After getting this bad boy booted up in the Netherlands, launches are slated to follow in Switzerland, Germany and Ireland.
thePlatform's mpx Essentials
thePlatform Inc., the Comcast-owned Web video publishing unit, has already made its mark with major programmers and pay-TV operators. But it's got a pretty good growth strategy brewing for the mid-tier market using a scaled-down version of its publishing platform, which starts at $499 per month. That puts it in contention for business in a broader set of retail, education and healthcare markets that historically has gone to Ooyala Inc., Brightcove Inc. and Kit Digital.
thePlatform's also has the content delivery network (CDN) component in place by having Essentials run on Akamai Technologies Inc.'s HD network.
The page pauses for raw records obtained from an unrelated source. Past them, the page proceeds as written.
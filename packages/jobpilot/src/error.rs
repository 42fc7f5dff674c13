//! Typed errors for the automation pipeline.
//!
//! Uses `thiserror` for library errors (not `anyhow`) to provide
//! strongly-typed, composable error handling. The taxonomy mirrors the
//! containment scopes of the pipeline: run-fatal, session-fatal, per-step.

use thiserror::Error;

/// Errors that abort a run or a listing session.
#[derive(Debug, Error)]
pub enum FlowError {
    /// Login sequence could not complete. Fatal to the whole run.
    #[error("authentication failed: {reason}")]
    Authentication { reason: String },

    /// No result markers ever appeared for a listing session.
    #[error("no search results appeared")]
    NoResults,

    /// Resume text could not be extracted. Fatal to the run.
    #[error("resume extraction failed: {0}")]
    ResumeExtraction(String),

    /// The language model response was malformed. Fatal to the run.
    #[error("search term inference failed: {reason}")]
    Inference { reason: String },

    /// Page interaction failed outside any containment boundary.
    #[error("driver error: {0}")]
    Driver(#[from] DriverError),

    /// Title ledger could not be read or appended.
    #[error("ledger error: {0}")]
    Ledger(#[from] LedgerError),
}

/// Errors surfaced by a [`PageDriver`](crate::traits::page::PageDriver)
/// implementation. Per-step and transient: callers decide whether a given
/// failure is skippable (optional element) or escalates.
#[derive(Debug, Error)]
pub enum DriverError {
    /// A wait exceeded its timeout.
    #[error("timed out waiting for `{selector}`")]
    Timeout { selector: String },

    /// No element matched the selector.
    #[error("no element matched `{selector}`")]
    NotFound { selector: String },

    /// Navigation failed or never settled.
    #[error("navigation failed: {0}")]
    Navigation(String),

    /// Script evaluation failed or returned an unusable value.
    #[error("script evaluation failed: {0}")]
    Script(String),

    /// Filling, clicking, or file selection failed on a located element.
    #[error("input failed: {0}")]
    Input(String),

    /// The underlying browser backend failed.
    #[error("browser backend error: {0}")]
    Backend(String),

    /// The page or tab was already closed.
    #[error("page is closed")]
    Closed,
}

/// Errors from title ledger implementations.
#[derive(Debug, Error)]
pub enum LedgerError {
    /// Ledger file could not be opened, read, or appended.
    #[error("ledger I/O error: {0}")]
    Io(#[from] std::io::Error),
}

/// Failures inside one application attempt.
///
/// Contained at the per-job boundary: the apply flow converts these into
/// an [`ApplyOutcome::Abandoned`](crate::types::job::ApplyOutcome) and the
/// batch continues. They never cross to the run level.
#[derive(Debug, Error)]
pub enum ApplyError {
    /// Page interaction failed mid-flow.
    #[error("{0}")]
    Driver(#[from] DriverError),

    /// The title ledger failed mid-flow.
    #[error("{0}")]
    Ledger(#[from] LedgerError),
}

/// Result type alias for pipeline operations.
pub type Result<T> = std::result::Result<T, FlowError>;

/// Result type alias for driver operations.
pub type DriverResult<T> = std::result::Result<T, DriverError>;

/// Result type alias for ledger operations.
pub type LedgerResult<T> = std::result::Result<T, LedgerError>;

/// Result type alias for steps inside one application attempt.
pub type ApplyResult<T> = std::result::Result<T, ApplyError>;
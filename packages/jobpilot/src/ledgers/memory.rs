//! In-memory title ledger.

use async_trait::async_trait;
use chrono::{DateTime, Local};
use std::collections::HashSet;
use std::sync::{Arc, RwLock};

use crate::error::LedgerResult;
use crate::traits::ledger::TitleLedger;

/// Title ledger held entirely in memory.
///
/// Useful for tests and dry runs; nothing survives the process.
#[derive(Debug, Clone, Default)]
pub struct MemoryLedger {
    titles: Arc<RwLock<HashSet<String>>>,
    lines: Arc<RwLock<Vec<String>>>,
}

impl MemoryLedger {
    /// Create an empty ledger.
    pub fn new() -> Self {
        Self::default()
    }

    /// Seed with already-recorded titles.
    pub fn with_titles<I, S>(self, titles: I) -> Self
    where
        I: IntoIterator<Item = S>,
        S: Into<String>,
    {
        {
            let mut set = self.titles.write().unwrap();
            for title in titles {
                set.insert(title.into());
            }
        }
        self
    }

    /// The appended lines, in order.
    pub fn lines(&self) -> Vec<String> {
        self.lines.read().unwrap().clone()
    }
}

#[async_trait]
impl TitleLedger for MemoryLedger {
    async fn contains(&self, title: &str) -> LedgerResult<bool> {
        Ok(self.titles.read().unwrap().contains(title))
    }

    async fn record(&self, title: &str, at: DateTime<Local>) -> LedgerResult<bool> {
        let mut set = self.titles.write().unwrap();
        if !set.insert(title.to_string()) {
            return Ok(false);
        }
        self.lines.write().unwrap().push(format!(
            "{} | Applied on: {}",
            title,
            at.format("%Y-%m-%d %H:%M:%S %Z")
        ));
        Ok(true)
    }

    async fn len(&self) -> LedgerResult<usize> {
        Ok(self.titles.read().unwrap().len())
    }
}

#[cfg(test)]
mod tests {
    use super::*;

    #[tokio::test]
    async fn test_duplicate_title_is_never_reappended() {
        let ledger = MemoryLedger::new();
        let now = Local::now();

        assert!(ledger.record("Senior Engineer | Acme", now).await.unwrap());
        assert!(!ledger.record("Senior Engineer | Acme", now).await.unwrap());
        assert!(!ledger.record("Senior Engineer | Acme", now).await.unwrap());

        assert_eq!(ledger.lines().len(), 1);
        assert_eq!(ledger.len().await.unwrap(), 1);
    }

    #[tokio::test]
    async fn test_seeded_titles_count_as_present() {
        let ledger = MemoryLedger::new().with_titles(["Past Job"]);
        assert!(ledger.contains("Past Job").await.unwrap());
        assert!(!ledger.record("Past Job", Local::now()).await.unwrap());
        assert!(ledger.lines().is_empty());
    }

    #[tokio::test]
    async fn test_line_format() {
        let ledger = MemoryLedger::new();
        ledger.record("Rust Developer", Local::now()).await.unwrap();

        let line = &ledger.lines()[0];
        assert!(line.starts_with("Rust Developer | Applied on: "));
    }
}
//! Command-line entry point for the application pipeline.

use anyhow::{bail, Context, Result};
use clap::Parser;
use secrecy::SecretString;
use std::path::PathBuf;
use std::sync::Arc;
use tracing_subscriber::{layer::SubscriberExt, util::SubscriberInitExt};

use jobpilot::{
    ChromeDriver, Credentials, FileLedger, OpenAi, PdfResume, Pilot, PilotConfig,
};

#[derive(Parser, Debug)]
#[command(name = "jobpilot", about = "Automated job-board search and application")]
struct Args {
    /// Resume PDF to extract search terms from and upload when required
    #[arg(long)]
    resume: PathBuf,

    /// Location query (e.g. "Denver" or "remote")
    #[arg(long, default_value = "remote")]
    location: String,

    /// Applied-title ledger file
    #[arg(long, default_value = "job_titles.txt")]
    ledger: PathBuf,

    /// Show the browser window instead of running headless
    #[arg(long, default_value_t = false)]
    headful: bool,

    /// Cap on pagination/scroll rounds per listing session
    #[arg(long, default_value_t = 20)]
    max_rounds: usize,

    /// Skip postings scoring below this similarity
    #[arg(long)]
    min_score: Option<f32>,

    /// Stop after this many submitted applications
    #[arg(long)]
    max_applications: Option<usize>,

    /// Skip the login step (an already-authenticated profile)
    #[arg(long, default_value_t = false)]
    no_login: bool,
}

#[tokio::main]
async fn main() -> Result<()> {
    // Initialize logging
    tracing_subscriber::registry()
        .with(
            tracing_subscriber::EnvFilter::try_from_default_env()
                .unwrap_or_else(|_| "info,jobpilot=debug".into()),
        )
        .with(tracing_subscriber::fmt::layer())
        .init();

    dotenvy::dotenv().ok();
    let args = Args::parse();

    let mut config = PilotConfig::new(&args.resume, args.location.clone());
    config.harvest.max_rounds = args.max_rounds;
    config.min_score = args.min_score;
    config.max_applications = args.max_applications;

    let driver = Arc::new(
        ChromeDriver::launch(!args.headful).context("Failed to launch browser")?,
    );
    let analyzer = Arc::new(OpenAi::from_env().context("Failed to configure OpenAI client")?);
    let ledger = Arc::new(
        FileLedger::open(&args.ledger)
            .await
            .context("Failed to open title ledger")?,
    );

    let mut pilot = Pilot::new(driver, analyzer, Arc::new(PdfResume::new()), ledger, config);

    if !args.no_login {
        let email = std::env::var("BOARD_EMAIL");
        let password = std::env::var("BOARD_PASSWORD");
        match (email, password) {
            (Ok(email), Ok(password)) => {
                pilot = pilot.with_credentials(Credentials::new(email, SecretString::from(password)));
            }
            _ => bail!("BOARD_EMAIL and BOARD_PASSWORD must be set (or pass --no-login)"),
        }
    }

    let report = pilot.run().await.context("Pipeline run failed")?;

    println!(
        "harvested: {}  attempted: {}  submitted: {}  duplicates: {}  abandoned: {}",
        report.harvested, report.attempted, report.submitted, report.duplicates, report.abandoned
    );
    Ok(())
}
And it's got the multiscreen piece handled with a system that can create adaptive-bit-rate streams so video can be scaled for an array of mobile devices and connection speeds.
Wipro's WiPro Accelerate
The pre-paid model is already lucrative for mobile carriers, and it could help U.S. cable operators, too, with the emergence of Accelerate, a managed service from Wipro Ltd. that handles billing, cash management, customer care and other operational support for service providers. Cable's backoffice systems aren't typically set up for pre-paid, and there's been little economic incentive for MSOs to pursue what's been considered an unattractive market for broadband.
Wipro believes its managed approach will obliterate those perceptions by making pre-paid profitable without cannibalizing the existing subscriber base. And there appears to be some serious revenue at stake. In the U.S., it's estimated that up to $7 billion is up for grabs when factoring in unbanked or high credit-risk consumers who are willing to pay about $26 for a month of broadband but would not qualify for services under the usual payment/credit models. And broadband could be just the start. Wipro claims its approach could also give MSOs a way to offer pre-paid video services, too.